Risk of multiple sclerosis after a first demyelinating syndrome in an Australian Paediatric cohort: clinical, radiological features and application of the McDonald 2010 MRI criteria.

机构信息

Institute for Neuroscience and Muscle Research, The Children's Hospital at Westmead, University of Sydney, Australia.

出版信息

Mult Scler. 2013 Nov;19(13):1749-59. doi: 10.1177/1352458513484377. Epub 2013 Apr 11.
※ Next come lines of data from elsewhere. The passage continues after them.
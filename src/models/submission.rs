// src/models/submission.rs

use serde::{Deserialize, Serialize};
use uuid::Uuid;

/// Represents the 'submissions' table in the database.
///
/// At most one submission exists per (tryout_id, user_id) pair; the
/// storage layer enforces this with a unique constraint.
#[derive(Debug, Clone, Serialize, Deserialize)]
pub struct Submission {
    pub id: Uuid,
    pub tryout_id: Uuid,
    pub user_id: Uuid,

    /// Aggregate score over the submission's answers.
    pub score: i32,

    /// Stamped whenever answers are submitted, re-stamped on finalize.
    pub submitted_at: Option<chrono::DateTime<chrono::Utc>>,

    /// Set once the submission is finalized; terminal, no further
    /// answer intake is accepted afterwards.
    pub finalized_at: Option<chrono::DateTime<chrono::Utc>>,
}

/// Lifecycle state of a submission, derived from its row.
#[derive(Debug, Clone, Copy, PartialEq, Eq, Serialize)]
pub enum SubmissionStatus {
    Created,
    InProgress,
    Finalized,
}

impl Submission {
    pub fn is_finalized(&self) -> bool {
        self.finalized_at.is_some()
    }

    pub fn status(&self, answer_count: usize) -> SubmissionStatus {
        if self.is_finalized() {
            SubmissionStatus::Finalized
        } else if answer_count > 0 {
            SubmissionStatus::InProgress
        } else {
            SubmissionStatus::Created
        }
    }
}

/// Represents the 'answers' table in the database.
/// One row per (submission, question) pair.
#[derive(Debug, Clone, Serialize, Deserialize)]
pub struct Answer {
    pub id: Uuid,
    pub submission_id: Uuid,
    pub question_id: Uuid,

    /// Selected choice for MultipleChoice/TrueFalse questions.
    pub choice_id: Option<Uuid>,

    /// Free-text response for ShortAnswer questions.
    pub short_answer: Option<String>,

    /// Grading verdict, computed at intake.
    pub is_correct: bool,
}

/// Submission with its answers and derived status.
#[derive(Debug, Clone, Serialize)]
pub struct SubmissionDetail {
    #[serde(flatten)]
    pub submission: Submission,
    pub status: SubmissionStatus,
    pub answers: Vec<Answer>,
}

/// DTO for opening a submission against a tryout.
/// The user is taken from the authenticated caller.
#[derive(Debug, Deserialize)]
pub struct CreateSubmissionRequest {
    pub tryout_id: Uuid,
}

/// One answer in a submit batch.
#[derive(Debug, Clone, Deserialize)]
pub struct AnswerDef {
    pub question_id: Uuid,
    pub choice_id: Option<Uuid>,
    pub short_answer: Option<String>,
}

/// DTO for submitting a batch of answers.
#[derive(Debug, Deserialize)]
pub struct SubmitAnswersRequest {
    pub answers: Vec<AnswerDef>,
}
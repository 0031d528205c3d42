// src/services/grading.rs

use std::collections::HashMap;

use uuid::Uuid;

use crate::{
    error::AppError,
    models::{
        question::{QuestionDetail, QuestionType},
        submission::{Answer, AnswerDef},
    },
};

/// Verdict for a single (question, answer) pair.
#[derive(Debug, Clone, Copy, PartialEq, Eq)]
pub struct Graded {
    pub is_correct: bool,
    pub score_contribution: i32,
}

/// Grades one answer against its question. Pure and deterministic: the
/// same inputs always produce the same verdict, no side effects.
pub fn grade(question: &QuestionDetail, answer: &AnswerDef) -> Result<Graded, AppError> {
    let q = &question.question;

    let is_correct = match q.question_type {
        QuestionType::MultipleChoice | QuestionType::TrueFalse => {
            let choice_id = answer.choice_id.ok_or_else(|| {
                AppError::BadRequest(format!(
                    "Choice ID is required for {} question",
                    q.question_type.as_str()
                ))
            })?;
            let choice = question.find_choice(choice_id).ok_or_else(|| {
                AppError::NotFound(format!(
                    "Choice with ID {choice_id} not found for this question"
                ))
            })?;
            choice.is_answer
        }
        QuestionType::ShortAnswer => {
            let given = answer
                .short_answer
                .as_deref()
                .map(str::trim)
                .filter(|s| !s.is_empty())
                .ok_or_else(|| {
                    AppError::BadRequest(
                        "Short answer is required for ShortAnswer question".to_string(),
                    )
                })?;
            match q.correct_short_answer.as_deref() {
                Some(expected) => given.to_lowercase() == expected.trim().to_lowercase(),
                None => false,
            }
        }
    };

    Ok(Graded {
        is_correct,
        score_contribution: if is_correct { q.score } else { 0 },
    })
}

/// Aggregates the total score of a submission: the sum of the score of
/// every question answered correctly. Answers to questions outside the
/// supplied set contribute nothing.
pub fn aggregate_score(questions: &[QuestionDetail], answers: &[Answer]) -> i32 {
    let scores: HashMap<Uuid, i32> = questions
        .iter()
        .map(|q| (q.question.id, q.question.score))
        .collect();

    answers
        .iter()
        .filter(|a| a.is_correct)
        .filter_map(|a| scores.get(&a.question_id))
        .sum()
}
DOI:10.1177/1352458513484377
PMID:23579092
Abstract

BACKGROUND

The risk of multiple sclerosis (MS) is dependent on multiple variables, including geographical location. There is increasing interest in the early recognition and treatment of MS in children.

METHOD

Using univariate and multivariate analysis, we determined the clinical and radiological features that were predictive of MS in 88 children from New South Wales, Australia, with a first acute demyelinating syndrome (ADS) who were followed for a minimum of one year. We tested the McDonald, KIDMUS, Callen and Verhey MRI criteria for paediatric MS.

RESULTS

After a mean follow-up of 5.2 years, 13/88 (15%) of children had MS. Using multivariate analysis, preceding infection was protective of MS, and corpus callosal lesions, the combined presence of both well and poorly demarcated lesions, and contrast-enhancing lesions on MRI were predictive of MS. The sensitivity and specificity of the respective radiological criteria were McDonald 2005 (69%, 68%), McDonald 2010 (58%, 95%), KIDMUS (8%, 100%), Callen (69%, 85%) and Verhey (62%, 84%). When McDonald 2010 criteria were applied to baseline and serial scans, the sensitivity and specificity was 91% and 93%.

CONCLUSION

Despite the long follow-up, the risk of MS appears lower in New South Wales children compared to previously reported cohorts. Radiological features are more predictive than clinical features in predicting MS. The McDonald 2010 criteria performed well although the dissemination in time criteria on baseline scans is difficult to apply to children with encephalopathy.

摘要

背景

多发性硬化症(MS)的风险取决于多个变量,包括地理位置。人们越来越关注儿童 MS 的早期识别和治疗。

方法

我们使用单变量和多变量分析,确定了 88 名来自澳大利亚新南威尔士州的首发急性脱髓鞘综合征(ADS)患儿的临床和影像学特征,这些患儿至少随访 1 年,以预测 MS。我们测试了 McDonald、KIDMUS、Callen 和 Verhey 的儿科 MS MRI 标准。

结果

平均随访 5.2 年后,88 名儿童中有 13 名(15%)患有 MS。使用多变量分析,前驱感染对 MS 有保护作用,胼胝体病变、同时存在边界清楚和不清楚病变、MRI 上有增强病变是 MS 的预测因素。各自的放射学标准的敏感性和特异性为 McDonald 2005(69%,68%)、McDonald 2010(58%,95%)、KIDMUS(8%,100%)、Callen(69%,85%)和 Verhey(62%,84%)。当 McDonald 2010 标准应用于基线和系列扫描时,敏感性和特异性分别为 91%和 93%。

结论

尽管随访时间较长,但与之前报道的队列相比,新南威尔士州儿童的 MS 风险似乎较低。在预测 MS 方面,影像学特征比临床特征更具预测性。McDonald 2010 标准表现良好,尽管在基线扫描上应用时间分布标准对脑病患儿来说具有一定难度。